Carte de voeux de Survival


Dans notre série, je partage avec vous quelques belles cartes de voeux que j'ai reçues pour 2008, voici la carte de Survival, une association qui :

 aide les peuples indigènes à défendre leur vie, protéger leurs terres et déterminer leur propre avenir.

Je vous ai déjà parlé de Survival et de leurs actions
en faveur des Bushmen du Kalahari, et de leur avenir toujours incertain, mais là, sur la carte intitulée "Bonne année 2008 !", ce sont des Inuits, au Groenland, et ils se livrent à quelques exercices de détente avant de reprendre la route ! Et Dieu sait que la route va être longue jusqu'à 2009 ! Alors longue vie aux Inuits et au respect de leur culture !
Crédit photo :B & C Alexander 

  

mardi 4 décembre 2007

Bushmen du Kalahari : à quand le vrai retour ?

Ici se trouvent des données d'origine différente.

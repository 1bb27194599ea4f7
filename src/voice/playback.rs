//! Audio playback to speakers
//!
//! Playback runs on its own thread so the detection tick loop keeps
//! running while a reply plays, and so a barge-in can stop it
//! immediately. The shared `PlaybackHandle` carries the "is playing"
//! flag read by the barge-in check.

use std::io::Cursor;
use std::sync::Arc;
use std::sync::atomic::{AtomicBool, AtomicU64, Ordering};

use cpal::traits::{DeviceTrait, HostTrait, StreamTrait};
use cpal::{Device, SampleRate, StreamConfig};

use crate::{Error, Result};

/// Sample rate for playback (matches common TTS output)
const PLAYBACK_SAMPLE_RATE: u32 = 24000;

/// Shared playback state: the playback thread writes it, the barge-in
/// check reads it. All updates are single atomic stores.
///
/// Each playback run holds an epoch token; bumping the epoch (a new
/// run or a stop) cancels the previous run, and a stale run can no
/// longer clear the flag out from under its successor.
#[derive(Debug, Clone, Default)]
pub struct PlaybackHandle {
    playing: Arc<AtomicBool>,
    epoch: Arc<AtomicU64>,
}

impl PlaybackHandle {
    /// Whether a reply is currently playing
    #[must_use]
    pub fn is_playing(&self) -> bool {
        self.playing.load(Ordering::Acquire)
    }

    /// Stop playback, best-effort. The playing flag reads false as soon
    /// as this returns; the playback thread notices the epoch change on
    /// its next poll and releases the output stream.
    pub fn stop(&self) {
        self.epoch.fetch_add(1, Ordering::AcqRel);
        self.playing.store(false, Ordering::Release);
    }

    /// Mark a new playback run active, cancelling any previous run.
    /// Returns the run's epoch token.
    pub fn begin(&self) -> u64 {
        let epoch = self.epoch.fetch_add(1, Ordering::AcqRel) + 1;
        self.playing.store(true, Ordering::Release);
        epoch
    }

    /// Whether the run holding `epoch` is still the active one
    #[must_use]
    pub fn is_current(&self, epoch: u64) -> bool {
        self.epoch.load(Ordering::Acquire) == epoch
    }

    /// Clear the playing flag for the run holding `epoch`; a stale run
    /// leaves its successor's flag alone
    pub fn finish(&self, epoch: u64) {
        if self.is_current(epoch) {
            self.playing.store(false, Ordering::Release);
        }
    }
}

/// Plays audio to the default output device
#[derive(Clone)]
pub struct AudioPlayback {
    config: StreamConfig,
    handle: PlaybackHandle,
}

impl AudioPlayback {
    /// Open the default output device and negotiate a config at the
    /// playback rate
    ///
    /// # Errors
    ///
    /// Returns `Error::Audio` when no device is present or none of its
    /// configurations covers the playback rate
    pub fn new() -> Result<Self> {
        let device = cpal::default_host()
            .default_output_device()
            .ok_or_else(|| Error::Audio("no speaker available".into()))?;

        let config = output_config(&device)?;

        tracing::debug!(
            device = device.name().unwrap_or_default(),
            rate = PLAYBACK_SAMPLE_RATE,
            channels = config.channels,
            "speaker ready"
        );

        Ok(Self {
            config,
            handle: PlaybackHandle::default(),
        })
    }

    /// Shared handle for the barge-in check
    #[must_use]
    pub fn handle(&self) -> PlaybackHandle {
        self.handle.clone()
    }

    /// Decode MP3 bytes and start playing them without blocking
    ///
    /// # Errors
    ///
    /// Returns error if decoding fails; playback-thread errors are
    /// logged, not returned.
    pub fn play_mp3(&self, mp3_data: &[u8]) -> Result<()> {
        let samples = decode_mp3(mp3_data)?;
        self.start(samples);
        Ok(())
    }

    /// Start playing samples on a dedicated thread and return
    /// immediately. The handle's playing flag is set before this
    /// returns and cleared when playback completes or is stopped.
    /// Any playback still in progress is cancelled first.
    pub fn start(&self, samples: Vec<f32>) {
        if samples.is_empty() {
            return;
        }

        let epoch = self.handle.begin();

        let handle = self.handle.clone();
        let config = self.config.clone();

        // cpal streams aren't Send; the stream lives entirely on this thread
        std::thread::spawn(move || {
            if let Err(e) = run_stream(&config, samples, &handle, epoch) {
                tracing::error!(error = %e, "audio playback error");
            }
            handle.finish(epoch);
        });
    }

    /// Play samples and wait for completion (diagnostics)
    ///
    /// # Errors
    ///
    /// Returns error if playback cannot start
    pub fn play_blocking(&self, samples: Vec<f32>) -> Result<()> {
        self.start(samples);
        while self.handle.is_playing() {
            std::thread::sleep(std::time::Duration::from_millis(50));
        }
        Ok(())
    }

    /// Decode MP3 bytes, play them, and wait for completion (diagnostics)
    ///
    /// # Errors
    ///
    /// Returns error if decoding fails
    pub fn play_mp3_blocking(&self, mp3_data: &[u8]) -> Result<()> {
        let samples = decode_mp3(mp3_data)?;
        self.play_blocking(samples)
    }
}

/// Find an output configuration at the playback rate, mono preferred,
/// stereo as the fallback
fn output_config(device: &Device) -> Result<StreamConfig> {
    let rate = SampleRate(PLAYBACK_SAMPLE_RATE);

    for channels in [1u16, 2] {
        let found = device
            .supported_output_configs()
            .map_err(|e| Error::Audio(e.to_string()))?
            .find(|c| {
                c.channels() == channels
                    && c.min_sample_rate() <= rate
                    && c.max_sample_rate() >= rate
            });

        if let Some(config) = found {
            return Ok(config.with_sample_rate(rate).config());
        }
    }

    Err(Error::Audio("speaker does not support 24 kHz output".into()))
}

/// Drive one output stream to completion or cancellation
fn run_stream(
    config: &StreamConfig,
    samples: Vec<f32>,
    handle: &PlaybackHandle,
    epoch: u64,
) -> Result<()> {
    let device = cpal::default_host()
        .default_output_device()
        .ok_or_else(|| Error::Audio("no speaker available".into()))?;

    let channels = config.channels as usize;
    let sample_count = samples.len();

    let done = Arc::new(AtomicBool::new(false));
    let done_cb = Arc::clone(&done);

    let mut pos = 0usize;
    let stream = device
        .build_output_stream(
            config,
            move |out: &mut [f32], _: &cpal::OutputCallbackInfo| {
                for frame in out.chunks_mut(channels) {
                    let value = samples.get(pos).copied().unwrap_or_else(|| {
                        done_cb.store(true, Ordering::Release);
                        0.0
                    });
                    frame.fill(value);

                    if pos < samples.len() {
                        pos += 1;
                    }
                }
            },
            |err| tracing::error!(error = %err, "output stream error"),
            None,
        )
        .map_err(|e| Error::Audio(e.to_string()))?;

    stream.play().map_err(|e| Error::Audio(e.to_string()))?;

    // Poll for completion, cancellation, or (as a backstop) one clip
    // length plus a little slack
    let duration_ms = (sample_count as u64 * 1000) / u64::from(PLAYBACK_SAMPLE_RATE);
    let deadline = std::time::Instant::now() + std::time::Duration::from_millis(duration_ms + 500);

    while !done.load(Ordering::Acquire) && handle.is_current(epoch) {
        if std::time::Instant::now() > deadline {
            break;
        }
        std::thread::sleep(std::time::Duration::from_millis(20));
    }

    if handle.is_current(epoch) {
        // Let the tail of the buffer drain before the stream drops
        std::thread::sleep(std::time::Duration::from_millis(100));
        tracing::debug!(samples = sample_count, "playback complete");
    } else {
        tracing::debug!("playback cancelled");
    }

    drop(stream);
    Ok(())
}

/// Decode MP3 bytes to mono f32 samples, averaging stereo pairs
pub(crate) fn decode_mp3(mp3_data: &[u8]) -> Result<Vec<f32>> {
    let mut decoder = minimp3::Decoder::new(Cursor::new(mp3_data));
    let mut samples = Vec::new();

    loop {
        let frame = match decoder.next_frame() {
            Ok(frame) => frame,
            Err(minimp3::Error::Eof) => return Ok(samples),
            Err(e) => return Err(Error::Audio(format!("mp3 decode failed: {e}"))),
        };

        if frame.channels == 2 {
            samples.extend(frame.data.chunks_exact(2).map(|pair| {
                let left = f32::from(pair[0]) / 32768.0;
                let right = f32::from(pair[1]) / 32768.0;
                f32::midpoint(left, right)
            }));
        } else {
            samples.extend(frame.data.iter().map(|&s| f32::from(s) / 32768.0));
        }
    }
}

Le 26 janvier 2007, sur mon ancien blog "Ekologik" voici la note que j'avais rédigée.
"La panne est réparée. Donc, c’est reparti, avec une photo et surtout... une victoire historique ! C’est quoi ? C’est qui ? C’est l’immense joie des Bushmen du Kalahari apprenant qu’ils ont gagné leur procès contre le gouvernement du Botswana.
Le 13 décembre 2006, la Haute Cour de ce pays a en effet décidé que l’expulsion des Bushmen par le gouvernement était illégale et qu’ils avaient le droit de vivre sur leurs terres, dans la Réserve naturelle du Kalahari, en exerçant librement leur droit d’y chasser et pratiquer la cueillette... comme le faisaient leurs ancêtres, il y a 20 000 ans de cela.
Donc, aux dernières nouvelles fournies par l’organisation Survival* (qui les a soutenus moralement et financièrement depuis le début !), en ce mois de janvier 2007, une quarantaine de Bushmen (sur les 1000 vivant survivant dans les camps de relocalisation sont retournés sur leur territoire, certains avec des  permis temporaires, et le tout malgré une lourde présence policière, note Survival.
Les Bushmen ont gagné leur retour, alors c’est quoi le problème ? Le problème, c’est l’écotourisme de luxe‚ et les diamants !
Les terres des Bushmen se trouvent dans la CKGR (Central Kalahari Game Reserve, traduisez : Réserve de gibier du Kalahari central). La richesse de la faune et l’immense (52 000 km2) beauté des paysages font que le Botswana est une destination de plus en plus prisée pour son écotourisme de luxe avec hôtel 4 étoiles au milieu du désert. Et puis, il y les immenses gisements de diamants qui suscitent des convoitises. Eh oui, la CKGR est située au coeur du plus important gisement de diamants au monde."
Voilà, c'était la note rédigée il y a un an... 
HELAS... un an après leur victoire judiciaire, les Bushmen ne sont pas vraiment rentrés chez eux !
Selon Survival "Le 13 décembre marquera le premier anniversaire de la victoire judiciaire des Bushmen du Kalahari devant la Haute Cour du Botswana. Le gouvernement botswanais n’a cependant toujours pas appliqué le jugement et la plupart des Bushmen croupissent encore dans les camps de relocalisation. 
Depuis le jugement de la Haute Cour, le gouvernement a donné son accord à un projet – estimé à  2,2 milliards de dollars – d’une gigantesque mine de diamants sur le territoire ancestral des Bushmen.
 Stephen Corry, directeur de Survival International, a déclaré le 3 décembre 2007 : « Ce que semble exprimer le gouvernement botswanais par son attitude est que les Bushmen ont le droit de manger et de boire dans les camps gouvernementaux mais pas sur leur territoire ancestral, ce qui équivaut à les condamner à mort. »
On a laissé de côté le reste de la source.